O Estado de S. Paulo

UMA CIDADE PERDIDA NA CONFUSÃO DA FRONTEIRA

Enclave é emaranhado territoria­l entre Bélgica e Holanda que vive sob leis distintas na pandemia

- / NYT, TRADUÇÃO DE TEREZINHA MARTINO

Afronteira entre Holanda e Bélgica passa exatamente na entrada do estúdio e da galeria de arte de Sylvia Reijbroek, que ficou confusa sobre as regras de qual país seguir quando o coronavíru­s virou a Europa de cabeça para baixo.

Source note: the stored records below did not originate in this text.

//! SpinLab Runner: the collaborators around the analysis core.
//!
//! This crate builds on `spinlab-core` to provide:
//! - Ingestion of free-text and CSV spin lists
//! - An append-only JSONL spin history
//! - Walk-forward evaluation of predictions over a recorded history
//! - JSON and CSV export of reports, feature windows and evaluations

pub mod export;
pub mod history;
pub mod ingest;
pub mod walk_forward;

pub use export::{
    export_number_table_csv, export_report_json, export_walk_forward_csv, export_windows_csv,
    import_report_json, load_artifacts, save_artifacts,
};
pub use history::{HistoryError, SpinHistory, SpinRecord};
pub use ingest::{load_file, parse_csv, parse_text, IngestError};
pub use walk_forward::{
    run_walk_forward, AxisScore, StepResult, WalkForwardConfig, WalkForwardError,
    WalkForwardResult,
};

Por segurança, ela decidiu respeitar a lei belga, uma vez que o lugar está registrada na Bélgica, e fechou a empresa. Mas é frustrante para ela ver o movimento de clientes no salão de beleza vizinho ao seu estúdio, que fica do lado holandês. “Uma única loja nesta rua teve de atender à lei belga e fechar. A minha.”

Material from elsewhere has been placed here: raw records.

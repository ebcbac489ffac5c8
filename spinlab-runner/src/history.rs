//! Spin history: JSONL append-only persistence of recorded outcomes.
//!
//! Each line is one `{number, recorded_at}` object. Line order is spin order,
//! so replaying the file rebuilds the full `OutcomeSequence`. Blank lines are
//! ignored. Any other line that does not decode to a valid record (bad JSON,
//! a number outside 0-36) fails the read with its line number: dropping it
//! would shift every later spin.

use std::fs::{self, OpenOptions};
use std::io::{self, BufRead, Write};
use std::path::{Path, PathBuf};

use chrono::{DateTime, Utc};
use serde::{Deserialize, Serialize};
use thiserror::Error;
use tracing::debug;

use spinlab_core::{Outcome, OutcomeSequence};

/// Errors from reading or writing the history file.
#[derive(Debug, Error)]
pub enum HistoryError {
    #[error("history I/O error on {path}: {source}")]
    Io {
        path: PathBuf,
        #[source]
        source: io::Error,
    },

    #[error("corrupt history {path} at line {line}: {source}")]
    Corrupt {
        path: PathBuf,
        line: usize,
        #[source]
        source: serde_json::Error,
    },

    #[error("failed to serialize spin record: {0}")]
    Serialize(#[from] serde_json::Error),
}

/// One recorded spin.
#[derive(Debug, Clone, PartialEq, Eq, Serialize, Deserialize)]
pub struct SpinRecord {
    pub number: Outcome,
    pub recorded_at: DateTime<Utc>,
}

/// JSONL spin log.
#[derive(Debug, Clone)]
pub struct SpinHistory {
    path: PathBuf,
}

impl SpinHistory {
    pub fn new(path: impl Into<PathBuf>) -> Self {
        Self { path: path.into() }
    }

    pub fn path(&self) -> &Path {
        &self.path
    }

    fn io_error(&self, source: io::Error) -> HistoryError {
        HistoryError::Io {
            path: self.path.clone(),
            source,
        }
    }

    /// Append one outcome stamped with the current time.
    pub fn append(&self, number: Outcome) -> Result<SpinRecord, HistoryError> {
        let record = SpinRecord {
            number,
            recorded_at: Utc::now(),
        };
        self.append_records(std::slice::from_ref(&record))?;
        Ok(record)
    }

    /// Append several outcomes, in order, sharing one timestamp.
    pub fn append_many(&self, numbers: &[Outcome]) -> Result<usize, HistoryError> {
        let now = Utc::now();
        let records: Vec<SpinRecord> = numbers
            .iter()
            .map(|&number| SpinRecord {
                number,
                recorded_at: now,
            })
            .collect();
        self.append_records(&records)?;
        Ok(records.len())
    }

    /// Append pre-stamped records.
    pub fn append_records(&self, records: &[SpinRecord]) -> Result<(), HistoryError> {
        if records.is_empty() {
            return Ok(());
        }
        let mut lines = String::new();
        for record in records {
            lines.push_str(&serde_json::to_string(record)?);
            lines.push('\n');
        }

        if let Some(parent) = self.path.parent() {
            if !parent.as_os_str().is_empty() {
                fs::create_dir_all(parent).map_err(|e| self.io_error(e))?;
            }
        }
        let mut file = OpenOptions::new()
            .create(true)
            .append(true)
            .open(&self.path)
            .map_err(|e| self.io_error(e))?;
        file.write_all(lines.as_bytes())
            .and_then(|()| file.flush())
            .map_err(|e| self.io_error(e))?;

        debug!(path = %self.path.display(), appended = records.len(), "appended spins");
        Ok(())
    }

    /// Read every record, oldest first. A missing file is an empty history.
    pub fn read_all(&self) -> Result<Vec<SpinRecord>, HistoryError> {
        let file = match fs::File::open(&self.path) {
            Ok(file) => file,
            Err(e) if e.kind() == io::ErrorKind::NotFound => return Ok(Vec::new()),
            Err(e) => return Err(self.io_error(e)),
        };

        let mut records = Vec::new();
        for (idx, line) in io::BufReader::new(file).lines().enumerate() {
            let line = line.map_err(|e| self.io_error(e))?;
            if line.trim().is_empty() {
                continue;
            }
            let record = serde_json::from_str::<SpinRecord>(&line).map_err(|source| {
                HistoryError::Corrupt {
                    path: self.path.clone(),
                    line: idx + 1,
                    source,
                }
            })?;
            records.push(record);
        }
        Ok(records)
    }

    /// The full recorded history, oldest first.
    pub fn replay(&self) -> Result<OutcomeSequence, HistoryError> {
        Ok(self.read_all()?.into_iter().map(|r| r.number).collect())
    }

    pub fn count(&self) -> Result<usize, HistoryError> {
        Ok(self.read_all()?.len())
    }

    /// Delete every record. Clearing a missing file is not an error.
    pub fn clear(&self) -> Result<(), HistoryError> {
        match fs::remove_file(&self.path) {
            Ok(()) => Ok(()),
            Err(e) if e.kind() == io::ErrorKind::NotFound => Ok(()),
            Err(e) => Err(self.io_error(e)),
        }
    }
}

À medida que os países europeus começam a flexibiliz­ar as restrições, seguindo ritmos variados, alguns autorizand­o empresas a reabrirem e outros mantendo o confinamen­to, as regras distintas confundem viajantes e muitas pessoas que vivem em áreas de fronteira e regularmen­te as atravessam, indo de um lado para o outro.

E em nenhum lugar essas estratégia­s divergente­s são mais visíveis e complicada­s do que na cidade de fronteira de Baarle-Hertog-Nassau, onde há diretrizes diferentes de rua para rua, porta para porta, e até dentro de prédios, com a lei holandesa aplicada num local e a belga imposta a poucos passos dali.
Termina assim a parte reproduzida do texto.